4.22 Related Party Transactions. No transaction has occurred between
or among the Company and its affiliates, officers or directors or any
affiliate or affiliates of any such officer or director that is required to
be described in the Company's reports and other filings under the Securities
Exchange Act of 1934 (the "Exchange Act") attached as Disclosure Documents
that is not so described.
4.23 Books and Records. The books, records and accounts of the
Company accurately and fairly reflect, in reasonable detail, the transactions
in, and dispositions of, the assets of, and the results of operations of, the
Company, all to the extent required by generally accepted accounting
principles. The Company maintains a system of internal accounting controls
sufficient to provide reasonable assurances that (i) transactions are
executed in accordance with management's general or specific authorizations,
(ii) transactions are recorded as necessary to permit preparation of
financial statements in accordance with generally accepted accounting
principles and to maintain asset accountability, (iii) access to assets is
permitted only in accordance with management's general or specific
authorization and (iv) the recorded accountability for assets is compared
with the existing assets at reasonable intervals and appropriate action is
taken with respect to any differences.
4.24 Additional Information. The Company represents and warrants
that the Disclosure Documents furnished to the Purchaser, and the
Registration Statement that the Company will furnish to the Purchaser prior
to each Closing, as of its date (or date of filing with the Commission, as
applicable), does not or will not contain an untrue statement of a material
fact or omit or will omit to state a material fact necessary in order to make
the statements therein, in the light of the circumstances under which they
were or will be made, not misleading.
4.25 Certificate. At each Closing, the Company will deliver to the
Purchaser a certificate executed by the Chairman of the Board or President
and the chief financial or accounting officer of the Company, dated the
applicable Closing Date, to the effect that the representations and
warranties of the Company set forth in this Section 4 are true and correct in
all material respects as of the date of this Agreement and as of such Closing
Date (except for such changes or modifications as are specified therein), and
the Company has complied with all the agreements and satisfied all the
conditions herein on its part to be performed or satisfied on or prior to
such Closing Date.
SECTION 5. Representations, Warranties and Covenants of the Purchaser.

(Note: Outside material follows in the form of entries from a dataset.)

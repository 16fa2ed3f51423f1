use std::time::Duration;

use payscope_agents::{AgentResult, Evidence};
use uuid::Uuid;

use crate::types::Intent;

/// `dispatch(intent, evidence) -> [AgentResult]` (spec.md §4.11). Thin
/// wrapper over the agent suite's own routing table and bounded runner —
/// this crate decides *when* to dispatch, the agent suite decides *who*
/// and under what deadline.
pub async fn dispatch(intent: Intent, task_id: Uuid, query: &str, evidence: &Evidence, per_agent_timeout: Duration) -> Vec<AgentResult> {
    payscope_agents::dispatch(intent, task_id, query, evidence, per_agent_timeout).await
}
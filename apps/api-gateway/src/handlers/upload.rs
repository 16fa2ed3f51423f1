use axum::extract::{Multipart, State};
use axum::response::IntoResponse;
use axum::{Extension, Json};
use payscope_core::error::PayScopeError;
use payscope_core::model::{Artifact, FileFormat};
use payscope_tenant::TenantContext;
use serde::Serialize;
use sha2::{Digest, Sha256};
use uuid::Uuid;

use crate::error::ApiError;
use crate::state::{AppState, QUEUE_HIGH_WATERMARK};

#[derive(Serialize)]
struct UploadResponse {
    artifact_id: Uuid,
    status_url: String,
}

fn detect_file_format(filename: &str) -> Result<FileFormat, PayScopeError> {
    let lower = filename.to_lowercase();
    if lower.ends_with(".csv") {
        Ok(FileFormat::Csv)
    } else if lower.ends_with(".xlsx") {
        Ok(FileFormat::Xlsx)
    } else if lower.ends_with(".pdf") {
        // Digital vs scanned is a content property, not a filename one;
        // the pipeline worker's extractor re-examines the page text layer
        // and falls back to the OCR path when it finds none.
        Ok(FileFormat::PdfDigital)
    } else {
        Err(PayScopeError::ExtractionFailed {
            detail: format!("unrecognized file extension in {filename}"),
        })
    }
}

/// `POST /upload` (spec.md §6): authenticate (via `auth_guard`), put
/// bytes to the object store, enqueue a `ParseJob`. Backpressure is
/// checked before anything is written, so an overloaded queue never
/// leaves an orphaned object in the bucket. The 413 response for an
/// oversized body is handled upstream by `routes.rs`'s `DefaultBodyLimit`
/// layer, before this handler ever runs.
pub async fn upload(State(state): State<AppState>, Extension(ctx): Extension<TenantContext>, mut multipart: Multipart) -> impl IntoResponse {
    match handle(state, ctx, &mut multipart).await {
        Ok(response) => (axum::http::StatusCode::ACCEPTED, Json(response)).into_response(),
        Err(e) => ApiError::from(e).into_response(),
    }
}

async fn handle(state: AppState, ctx: TenantContext, multipart: &mut Multipart) -> Result<UploadResponse, PayScopeError> {
    let pending = payscope_jobs::pending_job_count(&state.db_pool).await?;
    if pending >= QUEUE_HIGH_WATERMARK {
        return Err(PayScopeError::IngestionOverloaded);
    }

    let field = multipart
        .next_field()
        .await
        .map_err(|e| PayScopeError::ValidationRowFailed {
            detail: format!("malformed multipart body: {e}"),
        })?
        .ok_or_else(|| PayScopeError::ValidationRowFailed {
            detail: "multipart body had no file field".to_string(),
        })?;

    let filename = field.file_name().unwrap_or("upload").to_string();
    let file_format = detect_file_format(&filename)?;

    let bytes = field.bytes().await.map_err(|e| PayScopeError::ValidationRowFailed {
        detail: format!("failed to read upload body: {e}"),
    })?;

    let artifact_id = Uuid::new_v4();
    let sha256 = hex::encode(Sha256::digest(&bytes));
    let object_key = payscope_objectstore::keys::raw_key(ctx.bank_id, artifact_id, &filename);

    state.objects.put(&object_key, bytes.to_vec()).await?;

    let artifact = Artifact {
        artifact_id,
        bank_id: ctx.bank_id,
        object_key,
        file_format,
        sha256,
        upload_time: chrono::Utc::now(),
    };
    payscope_jobs::enqueue_upload(&state.db_pool, &artifact).await?;

    Ok(UploadResponse {
        artifact_id,
        status_url: format!("/jobs/{artifact_id}"),
    })
}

(a) The Purchaser represents and warrants to, and covenants with, the
Company that: (i) the Purchaser is knowledgeable, sophisticated and
experienced in making, and is qualified to make, decisions with respect to
investments in shares representing an investment decision like that involved
in the purchase of the Shares, including investments in securities issued by
the Company, and has requested, received, reviewed and considered all
information it deems relevant in making an informed decision to purchase the
Shares; (ii) the Purchaser is acquiring the number of Shares set forth in
Section 2 above in the ordinary course of its business and for its own
account for investment only and with no present intention of distributing any
of such Shares or any arrangement or understanding with any other persons
regarding the distribution of such Shares (it being understood that the
foregoing does not limit the Purchaser's right to sell Shares pursuant to the
Registration Statement or, other than with respect to any claims arising out
of a breach of this Section 5, the Purchaser's right to indemnification
pursuant to Section 7.3); (iii) the Purchaser will not, directly or
indirectly, offer, sell, pledge, transfer or otherwise dispose of (or solicit
any offers to buy, purchase or otherwise acquire or take a pledge of) any of
the Shares except in compliance with the Securities Act and the Rules and
Regulations; (iv) the Purchaser has completed or caused to be completed the
Registration Statement Questionnaire and the Stock Certificate Questionnaire,
both attached hereto as Appendix I, for use in preparation of the
Registration Statement, and the answers thereto are true and correct as of
the date hereof and will be true and correct as of the effective date of the
Registration Statement; (v) the Purchaser has, in connection with its
decision to purchase the number of Shares set forth in Section 2 above,
relied solely upon the Disclosure Documents and the representations and
warranties of the Company contained herein; (vi) the Purchaser is an
"accredited investor" within the meaning of Rule 501(a) of Regulation D
promulgated under the Securities Act; and (vi) the Purchaser is not a
"dealer" within the meaning of the Securities Act or a "broker" or "dealer"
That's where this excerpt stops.